Other important criteria for the selection of comparison stars was to avoid stars with close companions and to always check their colour.
Coloured Comparison Stars
The AAVSO still advocate that comparison stars should ideally match the colour of the variable providing the B-V did not exceed +1.5. John expressed mild concern with this, when dealing with red variables. John stated that most sequence queries that were received from observers, centred around comparison stars of differing colours, usually involving blue and orange stars. The best way to mitigate the risk of problems was to limit the colour range of comparison stars wherever it was practical. John proposed limiting the B-V range to 0 – 1, with extremes of 0 – 1.5. Stars with a B-V of greater than +1.5 had a very high risk of being variable themselves, and in some cases the variability could be intermittent. Stars with a negative B-V should also be avoided because they were particularly susceptible to extinction effects. Guy Hurst felt that we should push the AAVSO to follow us on this issue. Guy didn't like the way the AAVSO picked red stars to compare with novae on decline; he believed that very bad light curves were obtained as a result of this.
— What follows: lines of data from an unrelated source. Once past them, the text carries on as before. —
//! Relationship termination
//!
//! Termination is a single storage transaction: validate the relationship,
//! flip the status, insert the termination record. Any failure rolls the
//! database changes back, and the audit entry is appended only after the
//! transaction commits (then linked into the record), so a rolled-back
//! termination never leaves an audit trace. Re-termination raises
//! `AlreadyTerminated`.

use std::sync::Arc;

use chrono::{SecondsFormat, Utc};
use rusqlite::{params, OptionalExtension, Row};
use serde::Serialize;
use serde_json::json;
use tracing::info;
use uuid::Uuid;

use crate::audit::{AuditCategory, AuditLog};
use crate::db::Database;
use crate::relationship::{row_by_id, RelationshipStatus};
use crate::types::{NeuronError, Result};

#[derive(Debug, Clone, Serialize)]
pub struct TerminationRecord {
    pub termination_id: String,
    pub relationship_id: String,
    pub provider_npi: String,
    pub reason: String,
    pub terminated_at: String,
    pub audit_entry_sequence: u64,
}

pub struct TerminationHandler {
    db: Arc<Database>,
    audit: Arc<AuditLog>,
}

impl TerminationHandler {
    pub fn new(db: Arc<Database>, audit: Arc<AuditLog>) -> Self {
        Self { db, audit }
    }

    /// Terminate a relationship on behalf of the provider that owns it.
    pub fn terminate(
        &self,
        relationship_id: &str,
        provider_npi: &str,
        reason: &str,
    ) -> Result<TerminationRecord> {
        // The audit file does not participate in the SQLite transaction, so
        // every database write happens (and can roll back) before the entry
        // is appended. The record carries audit_entry_sequence = 0 until the
        // post-commit link below.
        let (mut record, patient_agent_id) = self.db.transaction(|tx| {
            let relationship = row_by_id(tx, relationship_id)?
                .ok_or_else(|| NeuronError::NotFound(relationship_id.to_string()))?;

            if relationship.status == RelationshipStatus::Terminated {
                return Err(NeuronError::AlreadyTerminated(relationship_id.to_string()));
            }
            if relationship.provider_npi != provider_npi {
                return Err(NeuronError::ProviderMismatch(format!(
                    "relationship {} does not belong to provider {}",
                    relationship_id, provider_npi
                )));
            }

            let now = Utc::now().to_rfc3339_opts(SecondsFormat::Millis, true);
            tx.execute(
                "UPDATE relationships SET status = 'terminated', updated_at = ?1
                 WHERE relationship_id = ?2",
                params![now, relationship_id],
            )?;

            let record = TerminationRecord {
                termination_id: Uuid::new_v4().to_string(),
                relationship_id: relationship_id.to_string(),
                provider_npi: provider_npi.to_string(),
                reason: reason.to_string(),
                terminated_at: now,
                audit_entry_sequence: 0,
            };
            tx.execute(
                "INSERT INTO termination_records
                 (termination_id, relationship_id, provider_npi, reason, terminated_at)
                 VALUES (?1, ?2, ?3, ?4, ?5)",
                params![
                    record.termination_id,
                    record.relationship_id,
                    record.provider_npi,
                    record.reason,
                    record.terminated_at,
                ],
            )?;

            Ok((record, relationship.patient_agent_id))
        })?;

        // The termination is durable; write its audit entry and link the
        // sequence into the record. A failure here surfaces to the caller
        // while the committed status flip stands.
        let entry = self.audit.append(
            AuditCategory::Termination,
            "relationship_terminated",
            Some(provider_npi),
            Some(json!({
                "relationship_id": relationship_id,
                "patient_agent_id": patient_agent_id,
                "reason": reason,
            })),
        )?;
        record.audit_entry_sequence = entry.sequence;
        self.db.with_conn(|conn| {
            conn.execute(
                "UPDATE termination_records SET audit_entry_sequence = ?1
                 WHERE termination_id = ?2",
                params![entry.sequence as i64, record.termination_id],
            )?;
            Ok(())
        })?;

        info!(
            relationship_id = %record.relationship_id,
            provider_npi = %record.provider_npi,
            "Relationship terminated"
        );
        Ok(record)
    }

    /// Termination record for a relationship, if one exists.
    pub fn record_for(&self, relationship_id: &str) -> Result<Option<TerminationRecord>> {
        self.db.with_conn(|conn| {
            Ok(conn
                .query_row(
                    "SELECT * FROM termination_records WHERE relationship_id = ?1",
                    [relationship_id],
                    map_record,
                )
                .optional()?)
        })
    }
}

fn map_record(row: &Row<'_>) -> rusqlite::Result<TerminationRecord> {
    let sequence: i64 = row.get("audit_entry_sequence")?;
    Ok(TerminationRecord {
        termination_id: row.get("termination_id")?,
        relationship_id: row.get("relationship_id")?,
        provider_npi: row.get("provider_npi")?,
        reason: row.get("reason")?,
        terminated_at: row.get("terminated_at")?,
        audit_entry_sequence: sequence as u64,
    })
}

#[cfg(test)]
mod tests {
    use super::*;
    use crate::relationship::{new_relationship_id, RelationshipStore};

    struct Fixture {
        _dir: tempfile::TempDir,
        db: Arc<Database>,
        store: RelationshipStore,
        handler: TerminationHandler,
        audit_path: std::path::PathBuf,
    }

    fn fixture() -> Fixture {
        let dir = tempfile::tempdir().unwrap();
        let audit_path = dir.path().join("audit.ndjson");
        let db = Arc::new(Database::open_in_memory().unwrap());
        let audit = Arc::new(AuditLog::open(&audit_path).unwrap());
        Fixture {
            _dir: dir,
            db: Arc::clone(&db),
            store: RelationshipStore::new(Arc::clone(&db)),
            handler: TerminationHandler::new(db, audit),
            audit_path,
        }
    }

    fn audit_entry_count(f: &Fixture) -> u64 {
        crate::audit::verify(&f.audit_path).unwrap().entries
    }

    fn established(f: &Fixture) -> String {
        f.store
            .create(
                &new_relationship_id(),
                "patient-001",
                "9876543210",
                &["office_visit".to_string()],
                &[7u8; 32],
            )
            .unwrap()
            .relationship_id
    }

    #[test]
    fn terminate_flips_status_and_links_audit() {
        let f = fixture();
        let id = established(&f);

        let record = f.handler.terminate(&id, "9876543210", "care ended").unwrap();
        assert_eq!(record.relationship_id, id);
        assert!(record.audit_entry_sequence > 0);

        let rel = f.store.find_by_id(&id).unwrap().unwrap();
        assert_eq!(rel.status, RelationshipStatus::Terminated);

        let stored = f.handler.record_for(&id).unwrap().unwrap();
        assert_eq!(stored.audit_entry_sequence, record.audit_entry_sequence);
        assert_eq!(stored.reason, "care ended");

        let report = crate::audit::verify(&f.audit_path).unwrap();
        assert!(report.valid);
        assert_eq!(report.entries, 1);
    }

    #[test]
    fn re_termination_is_rejected() {
        let f = fixture();
        let id = established(&f);

        f.handler.terminate(&id, "9876543210", "first").unwrap();
        let err = f.handler.terminate(&id, "9876543210", "second").unwrap_err();
        assert!(matches!(err, NeuronError::AlreadyTerminated(_)));

        // No second termination record appears.
        let count = f.handler.record_for(&id).unwrap();
        assert!(count.is_some());
    }

    #[test]
    fn wrong_provider_cannot_terminate() {
        let f = fixture();
        let id = established(&f);

        let err = f.handler.terminate(&id, "1234567893", "nope").unwrap_err();
        assert!(matches!(err, NeuronError::ProviderMismatch(_)));

        let rel = f.store.find_by_id(&id).unwrap().unwrap();
        assert_eq!(rel.status, RelationshipStatus::Active);
        assert!(f.handler.record_for(&id).unwrap().is_none());
    }

    #[test]
    fn unknown_relationship_is_not_found() {
        let f = fixture();
        let err = f.handler.terminate("missing", "9876543210", "x").unwrap_err();
        assert!(matches!(err, NeuronError::NotFound(_)));
    }

    #[test]
    fn rejected_attempts_leave_no_audit_entry() {
        let f = fixture();
        let id = established(&f);

        f.handler.terminate("missing", "9876543210", "x").unwrap_err();
        f.handler.terminate(&id, "1234567893", "wrong provider").unwrap_err();
        assert_eq!(audit_entry_count(&f), 0);

        f.handler.terminate(&id, "9876543210", "care ended").unwrap();
        assert_eq!(audit_entry_count(&f), 1);

        f.handler.terminate(&id, "9876543210", "again").unwrap_err();
        assert_eq!(audit_entry_count(&f), 1);
    }

    #[test]
    fn sql_failure_rolls_back_without_an_audit_entry() {
        let f = fixture();
        let id = established(&f);

        // Force the record insert to fail after validation and the status
        // update have already run inside the transaction.
        f.db.with_conn(|conn| {
            conn.execute_batch("DROP TABLE termination_records")?;
            Ok(())
        })
        .unwrap();

        let err = f.handler.terminate(&id, "9876543210", "doomed").unwrap_err();
        assert!(matches!(err, NeuronError::Database(_)));

        // The status flip rolled back with the rest of the transaction, and
        // no audit entry records a termination that never happened.
        let rel = f.store.find_by_id(&id).unwrap().unwrap();
        assert_eq!(rel.status, RelationshipStatus::Active);
        assert_eq!(audit_entry_count(&f), 0);
    }
}
//! Neuron - organizational trust broker
//!
//! One instance per NPI-holding organization. Sits between the national
//! directory above and the organization's provider agents below, and
//! terminates inbound connections from patient agents.
//!
//! ## Subsystems
//!
//! - **Consent**: Ed25519 token verification, challenge-response handshake,
//!   relationship establishment
//! - **Server**: handshake WebSocket + operator REST on one listener, with a
//!   bounded-concurrency admission queue that holds rather than refuses
//! - **Audit**: append-only hash-chained record of every consequential action
//! - **Directory**: registration lifecycle, heartbeat with backoff, degraded
//!   mode when the directory is unreachable
//!
//! The broker never stores clinical data and never relays clinical traffic:
//! after a successful handshake it returns the provider endpoint and closes.

pub mod advertise;
pub mod audit;
pub mod config;
pub mod consent;
pub mod db;
pub mod directory;
pub mod health;
pub mod ipc;
pub mod npi;
pub mod relationship;
pub mod routes;
pub mod server;
pub mod types;

pub use config::Args;
pub use server::{run, AppState};
pub use types::{NeuronError, Result};
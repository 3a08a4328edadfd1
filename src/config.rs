//! Configuration for neuron
//!
//! CLI arguments and environment variable handling using clap.

use std::net::SocketAddr;
use std::path::PathBuf;

use clap::Parser;

use crate::npi;
use crate::server::protocol::HANDSHAKE_PATH;

/// Neuron - organizational trust broker for a federated healthcare-agent
/// network. One instance per NPI-holding organization.
#[derive(Parser, Debug, Clone)]
#[command(name = "neuron")]
#[command(about = "Organizational trust broker between patient agents, provider agents, and the national directory")]
pub struct Args {
    /// Address to listen on (handshake WebSocket + REST surface)
    #[arg(long, env = "LISTEN", default_value = "0.0.0.0:8080")]
    pub listen: SocketAddr,

    /// This organization's 10-digit NPI
    #[arg(long, env = "ORGANIZATION_NPI")]
    pub organization_npi: String,

    /// Human-readable organization name, as registered with the directory
    #[arg(long, env = "ORGANIZATION_NAME")]
    pub organization_name: String,

    /// Organization type reported to the directory
    #[arg(long, env = "ORGANIZATION_TYPE", default_value = "provider_organization")]
    pub organization_type: String,

    /// Base URL of the national directory service
    #[arg(long, env = "DIRECTORY_URL", default_value = "http://localhost:8900")]
    pub directory_url: String,

    /// Public base URL of this broker, as reachable by patient agents
    /// (e.g. "wss://broker.example.org")
    #[arg(long, env = "ENDPOINT_URL", default_value = "ws://localhost:8080")]
    pub endpoint_url: String,

    /// Data directory (database, audit log, health artifact, IPC socket)
    #[arg(long, env = "DATA_DIR", default_value = "./data")]
    pub data_dir: PathBuf,

    /// Admission ceiling: simultaneous in-flight handshakes
    #[arg(long, env = "MAX_CONCURRENT_HANDSHAKES", default_value = "10")]
    pub max_concurrent_handshakes: usize,

    /// How long a held upgrade waits at the ceiling before a 503
    #[arg(long, env = "QUEUE_TIMEOUT_MS", default_value = "30000")]
    pub queue_timeout_ms: u64,

    /// How long a connection may sit without its auth message
    #[arg(long, env = "AUTH_TIMEOUT_MS", default_value = "10000")]
    pub auth_timeout_ms: u64,

    /// Maximum WebSocket text-frame payload in bytes
    #[arg(long, env = "MAX_FRAME_BYTES", default_value = "65536")]
    pub max_frame_bytes: usize,

    /// Directory heartbeat interval in seconds
    #[arg(long, env = "HEARTBEAT_INTERVAL_SECS", default_value = "60")]
    pub heartbeat_interval_secs: u64,

    /// Ceiling for heartbeat retry backoff in milliseconds
    #[arg(long, env = "HEARTBEAT_BACKOFF_CEILING_MS", default_value = "300000")]
    pub heartbeat_backoff_ceiling_ms: u64,

    /// API key required on the operator REST surface (unset: open access,
    /// single-operator deployments only)
    #[arg(long, env = "API_KEY")]
    pub api_key: Option<String>,

    /// Advertise the handshake endpoint over mDNS/DNS-SD
    #[arg(long, env = "MDNS_ENABLED", default_value = "true")]
    pub mdns_enabled: bool,

    /// DNS-SD service name (advertised as _<name>._tcp)
    #[arg(long, env = "MDNS_SERVICE_NAME", default_value = "careagent")]
    pub mdns_service_name: String,

    /// Log level (trace, debug, info, warn, error)
    #[arg(long, env = "LOG_LEVEL", default_value = "info")]
    pub log_level: String,
}

impl Args {
    /// Full public URL of the handshake endpoint.
    pub fn handshake_url(&self) -> String {
        format!(
            "{}{}",
            self.endpoint_url.trim_end_matches('/'),
            HANDSHAKE_PATH
        )
    }

    pub fn db_path(&self) -> PathBuf {
        self.data_dir.join("neuron.db")
    }

    pub fn audit_path(&self) -> PathBuf {
        self.data_dir.join("audit.ndjson")
    }

    pub fn health_path(&self) -> PathBuf {
        self.data_dir.join("health.json")
    }

    pub fn ipc_socket_path(&self) -> PathBuf {
        self.data_dir.join("neuron.sock")
    }

    /// Validate configuration. Errors here are fatal at startup.
    pub fn validate(&self) -> Result<(), String> {
        if !npi::is_valid_npi(&self.organization_npi) {
            return Err(format!(
                "ORGANIZATION_NPI '{}' is not a valid NPI",
                self.organization_npi
            ));
        }
        if self.organization_name.trim().is_empty() {
            return Err("ORGANIZATION_NAME must not be empty".to_string());
        }
        if self.max_concurrent_handshakes == 0 {
            return Err("MAX_CONCURRENT_HANDSHAKES must be at least 1".to_string());
        }
        if self.max_frame_bytes < 1024 {
            return Err("MAX_FRAME_BYTES must be at least 1024".to_string());
        }
        if !self.endpoint_url.starts_with("ws://") && !self.endpoint_url.starts_with("wss://") {
            return Err("ENDPOINT_URL must be a ws:// or wss:// URL".to_string());
        }
        Ok(())
    }
}
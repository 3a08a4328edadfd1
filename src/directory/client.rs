//! Directory HTTP client
//!
//! Typed calls against the national directory service. Non-2xx responses
//! surface as `DirectoryError::Status` with the HTTP code; whether to retry
//! is the caller's concern (the heartbeat retries network errors and 5xx,
//! never 4xx).

use std::sync::RwLock;
use std::time::Duration;

use serde::{Deserialize, Serialize};
use thiserror::Error;
use tracing::debug;

#[derive(Debug, Error)]
pub enum DirectoryError {
    #[error("directory unreachable: {0}")]
    Network(String),

    #[error("directory returned HTTP {status}: {message}")]
    Status { status: u16, message: String },

    #[error("directory response unreadable: {0}")]
    InvalidResponse(String),
}

impl DirectoryError {
    pub fn status_code(&self) -> Option<u16> {
        match self {
            DirectoryError::Status { status, .. } => Some(*status),
            _ => None,
        }
    }

    /// 4xx responses are permanent for a given request and never retried.
    pub fn is_client_error(&self) -> bool {
        matches!(self.status_code(), Some(code) if (400..500).contains(&code))
    }
}

#[derive(Debug, Clone, Serialize)]
pub struct RegisterNeuronRequest {
    pub organization_npi: String,
    pub organization_name: String,
    pub organization_type: String,
    pub endpoint_url: String,
}

#[derive(Debug, Clone, Deserialize)]
pub struct RegisterNeuronResponse {
    pub registration_id: String,
    pub bearer_token: String,
}

#[derive(Debug, Clone, Serialize)]
pub struct EndpointUpdate {
    pub endpoint_url: String,
}

#[derive(Debug, Clone, Deserialize)]
pub struct ProviderRegistered {
    pub provider_id: String,
}

/// Directory listing entry, as returned by lookup and search.
#[derive(Debug, Clone, Serialize, Deserialize)]
pub struct DirectoryListing {
    pub organization_npi: String,
    pub organization_name: String,
    pub endpoint_url: String,
    #[serde(default)]
    pub providers: Vec<String>,
}

pub struct DirectoryClient {
    base_url: String,
    http: reqwest::Client,
    bearer: RwLock<Option<String>>,
}

impl DirectoryClient {
    pub fn new(base_url: &str) -> Self {
        let http = reqwest::Client::builder()
            .timeout(Duration::from_secs(15))
            .build()
            .unwrap_or_default();
        Self {
            base_url: base_url.trim_end_matches('/').to_string(),
            http,
            bearer: RwLock::new(None),
        }
    }

    /// Install the bearer token issued at registration. Used by every later
    /// call; never logged.
    pub fn set_bearer_token(&self, token: &str) {
        *self.bearer.write().expect("bearer lock poisoned") = Some(token.to_string());
    }

    pub async fn register_neuron(
        &self,
        request: &RegisterNeuronRequest,
    ) -> Result<RegisterNeuronResponse, DirectoryError> {
        let url = format!("{}/v1/neurons", self.base_url);
        debug!(url = %url, "Registering neuron with directory");
        let response = self.send(self.http.post(&url).json(request)).await?;
        Self::read_json(response).await
    }

    pub async fn update_endpoint(
        &self,
        registration_id: &str,
        update: &EndpointUpdate,
    ) -> Result<(), DirectoryError> {
        let url = format!("{}/v1/neurons/{}/endpoint", self.base_url, registration_id);
        self.send(self.http.put(&url).json(update)).await?;
        Ok(())
    }

    pub async fn register_provider(
        &self,
        registration_id: &str,
        provider_npi: &str,
    ) -> Result<ProviderRegistered, DirectoryError> {
        let url = format!("{}/v1/neurons/{}/providers", self.base_url, registration_id);
        let body = serde_json::json!({ "provider_npi": provider_npi });
        let response = self.send(self.http.post(&url).json(&body)).await?;
        Self::read_json(response).await
    }

    pub async fn remove_provider(
        &self,
        registration_id: &str,
        provider_npi: &str,
    ) -> Result<(), DirectoryError> {
        let url = format!(
            "{}/v1/neurons/{}/providers/{}",
            self.base_url, registration_id, provider_npi
        );
        self.send(self.http.delete(&url)).await?;
        Ok(())
    }

    pub async fn lookup_by_npi(
        &self,
        npi: &str,
    ) -> Result<Option<DirectoryListing>, DirectoryError> {
        let url = format!("{}/v1/registry/{}", self.base_url, npi);
        match self.send(self.http.get(&url)).await {
            Ok(response) => Ok(Some(Self::read_json(response).await?)),
            Err(e) if e.status_code() == Some(404) => Ok(None),
            Err(e) => Err(e),
        }
    }

    pub async fn search(&self, query: &str) -> Result<Vec<DirectoryListing>, DirectoryError> {
        let url = format!("{}/v1/registry/search", self.base_url);
        let response = self
            .send(self.http.get(&url).query(&[("q", query)]))
            .await?;
        Self::read_json(response).await
    }

    async fn send(
        &self,
        mut request: reqwest::RequestBuilder,
    ) -> Result<reqwest::Response, DirectoryError> {
        if let Some(token) = self.bearer.read().expect("bearer lock poisoned").as_ref() {
            request = request.bearer_auth(token);
        }

        let response = request
            .send()
            .await
            .map_err(|e| DirectoryError::Network(e.to_string()))?;

        let status = response.status();
        if !status.is_success() {
            let message = response.text().await.unwrap_or_default();
            return Err(DirectoryError::Status {
                status: status.as_u16(),
                message,
            });
        }
        Ok(response)
    }

    async fn read_json<T: serde::de::DeserializeOwned>(
        response: reqwest::Response,
    ) -> Result<T, DirectoryError> {
        response
            .json::<T>()
            .await
            .map_err(|e| DirectoryError::InvalidResponse(e.to_string()))
    }
}

#[cfg(test)]
mod tests {
    use super::*;

    #[test]
    fn client_errors_are_not_retryable() {
        let e = DirectoryError::Status {
            status: 409,
            message: "conflict".into(),
        };
        assert!(e.is_client_error());
        assert_eq!(e.status_code(), Some(409));

        let e = DirectoryError::Status {
            status: 503,
            message: "unavailable".into(),
        };
        assert!(!e.is_client_error());

        let e = DirectoryError::Network("connection refused".into());
        assert!(!e.is_client_error());
        assert_eq!(e.status_code(), None);
    }

    #[test]
    fn base_url_trailing_slash_is_normalized() {
        let client = DirectoryClient::new("http://directory.example/");
        assert_eq!(client.base_url, "http://directory.example");
    }

    #[test]
    fn register_request_serializes_expected_fields() {
        let req = RegisterNeuronRequest {
            organization_npi: "1234567893".into(),
            organization_name: "Test Clinic".into(),
            organization_type: "clinic".into(),
            endpoint_url: "ws://broker.example/ws/handshake".into(),
        };
        let value = serde_json::to_value(&req).unwrap();
        assert_eq!(value["organization_npi"], "1234567893");
        assert_eq!(value["endpoint_url"], "ws://broker.example/ws/handshake");
    }
}
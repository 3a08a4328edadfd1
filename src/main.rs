//! Neuron - organizational trust broker
//!
//! Startup wiring and ordered shutdown.

use std::sync::Arc;
use std::time::Duration;

use chrono::Utc;
use clap::Parser;
use tokio::sync::broadcast;
use tracing::{error, info, warn};
use tracing_subscriber::{layer::SubscriberExt, util::SubscriberInitExt};

use neuron::advertise::Advertiser;
use neuron::audit::AuditLog;
use neuron::config::Args;
use neuron::consent::{ChallengeRegistry, HandshakeEngine};
use neuron::db::Database;
use neuron::directory::{RegistrationConfig, RegistrationService};
use neuron::health::HealthFile;
use neuron::ipc::spawn_ipc_server;
use neuron::relationship::termination::TerminationHandler;
use neuron::relationship::RelationshipStore;
use neuron::server::admission::AdmissionController;
use neuron::server::session::SessionRegistry;
use neuron::server::{self, AppState};

#[tokio::main]
async fn main() -> anyhow::Result<()> {
    // Load environment variables from .env file if present
    let _ = dotenvy::dotenv();

    let args = Args::parse();

    // Initialize tracing/logging
    let log_level = args.log_level.clone();
    tracing_subscriber::registry()
        .with(
            tracing_subscriber::EnvFilter::try_from_default_env()
                .unwrap_or_else(|_| format!("neuron={log_level},info").into()),
        )
        .with(tracing_subscriber::fmt::layer())
        .init();

    if let Err(e) = args.validate() {
        error!("Configuration error: {}", e);
        std::process::exit(1);
    }

    info!("======================================");
    info!("  Neuron - Organizational Trust Broker");
    info!("======================================");
    info!("Organization: {} ({})", args.organization_name, args.organization_npi);
    info!("Listen: {}", args.listen);
    info!("Endpoint: {}", args.handshake_url());
    info!("Directory: {}", args.directory_url);
    info!("Data dir: {}", args.data_dir.display());
    info!("Handshake ceiling: {}", args.max_concurrent_handshakes);
    info!("======================================");

    if let Err(e) = std::fs::create_dir_all(&args.data_dir) {
        error!("Cannot create data directory: {}", e);
        std::process::exit(1);
    }

    // Storage and audit open failures are unrecoverable at startup.
    let db = match Database::open(&args.db_path()) {
        Ok(db) => Arc::new(db),
        Err(e) => {
            error!("Cannot open database: {}", e);
            std::process::exit(1);
        }
    };
    let audit = match AuditLog::open(args.audit_path()) {
        Ok(log) => Arc::new(log),
        Err(e) => {
            error!("Cannot open audit log: {}", e);
            std::process::exit(1);
        }
    };

    let relationships = Arc::new(RelationshipStore::new(Arc::clone(&db)));
    let termination = Arc::new(TerminationHandler::new(Arc::clone(&db), Arc::clone(&audit)));
    let challenges = Arc::new(ChallengeRegistry::new());
    let engine = Arc::new(HandshakeEngine::new(
        args.organization_npi.clone(),
        args.endpoint_url.clone(),
        challenges,
        Arc::clone(&relationships),
        Arc::clone(&audit),
    ));
    let health = Arc::new(HealthFile::new(args.health_path()));
    let registration = Arc::new(RegistrationService::new(
        RegistrationConfig {
            organization_npi: args.organization_npi.clone(),
            organization_name: args.organization_name.clone(),
            organization_type: args.organization_type.clone(),
            directory_url: args.directory_url.clone(),
            endpoint_url: args.handshake_url(),
            heartbeat_interval: Duration::from_secs(args.heartbeat_interval_secs),
            backoff_ceiling: Duration::from_millis(args.heartbeat_backoff_ceiling_ms),
        },
        Arc::clone(&db),
        Arc::clone(&audit),
        Arc::clone(&health),
    ));

    let (shutdown_tx, _) = broadcast::channel(8);

    // Directory registration: unreachable directory is never fatal, the
    // broker continues degraded with established relationships routable.
    if let Err(e) = registration.startup().await {
        error!("Registration state is unusable: {}", e);
        std::process::exit(1);
    }
    let heartbeat = registration.spawn_heartbeat(shutdown_tx.subscribe());

    let state = Arc::new(AppState {
        admission: AdmissionController::new(args.max_concurrent_handshakes),
        sessions: Arc::new(SessionRegistry::new()),
        db,
        audit,
        relationships,
        termination,
        engine,
        registration,
        health,
        shutdown: shutdown_tx.clone(),
        started_at: Utc::now(),
        args: args.clone(),
    });

    let advertiser = if args.mdns_enabled {
        match Advertiser::start(
            &args.mdns_service_name,
            &args.organization_npi,
            &args.handshake_url(),
            args.listen.port(),
        ) {
            Ok(advertiser) => Some(advertiser),
            Err(e) => {
                warn!("mDNS advertisement unavailable (continuing): {}", e);
                None
            }
        }
    } else {
        None
    };

    let ipc_handle = match spawn_ipc_server(Arc::clone(&state), args.ipc_socket_path()) {
        Ok(handle) => Some(handle),
        Err(e) => {
            warn!("IPC socket unavailable (continuing): {}", e);
            None
        }
    };

    let server_state = Arc::clone(&state);
    let server_task = tokio::spawn(async move { server::run(server_state).await });

    let mut shutdown_rx = shutdown_tx.subscribe();
    tokio::select! {
        _ = tokio::signal::ctrl_c() => {
            info!("Shutdown signal received");
        }
        _ = shutdown_rx.recv() => {
            info!("Shutdown requested");
        }
    }

    // Ordered teardown: mDNS goodbye goes out before the handshake listener
    // closes; the protocol server stops before the heartbeat; the directory
    // registration is never withdrawn (peers still hold relationships).
    if let Some(advertiser) = advertiser {
        advertiser.shutdown();
    }
    let _ = shutdown_tx.send(());

    match server_task.await {
        Ok(Ok(())) => {}
        Ok(Err(e)) => error!("Server error: {:?}", e),
        Err(e) => error!("Server task panicked: {:?}", e),
    }
    let _ = heartbeat.await;
    if let Some(handle) = ipc_handle {
        let _ = handle.await;
    }

    info!("Neuron stopped");
    Ok(())
}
Chris Jones expressed his concern that there was a huge backlog of charts to be looked at, and asked if there would be a delay in the issue of new charts due to lack of time, and the need for CCD measures of magnitude 11 and fainter stars. John suggested that if people were willing to help produce charts in the right format, then this would assist, and Henden and Skiff were coming up with many CCD sequences that we could use. Chris thought that Henden was keen to produce sequence information for CVs, but was unlikely to produce information for Mike Collin's stars. Guy mentioned that he thought that the recent AAVSO charts (produced from the A2 catalogue) had some very peculiar star details, and John agreed to look into this.
There followed a fascinating trip to the observatories. There were a number of domes, but I know no one who went on the visit, who failed to be stunned by the sight of the 'multiple mirror telescope' which consisted of 7x 16" schmidt cassegrain telescopes, all on the same equatorial mount! This is currently unfinished, but it is hoped that they might see first light some time this winter, and then the mirrors will be sent away for re-aluminising before the telescope begins its work proper. The plan is that fibre optic cables will take the light from the telescopes to a spectrometer. It is to be used by Gordon Bromage to back up XMM observations of flare stars, and for final year undergraduate use.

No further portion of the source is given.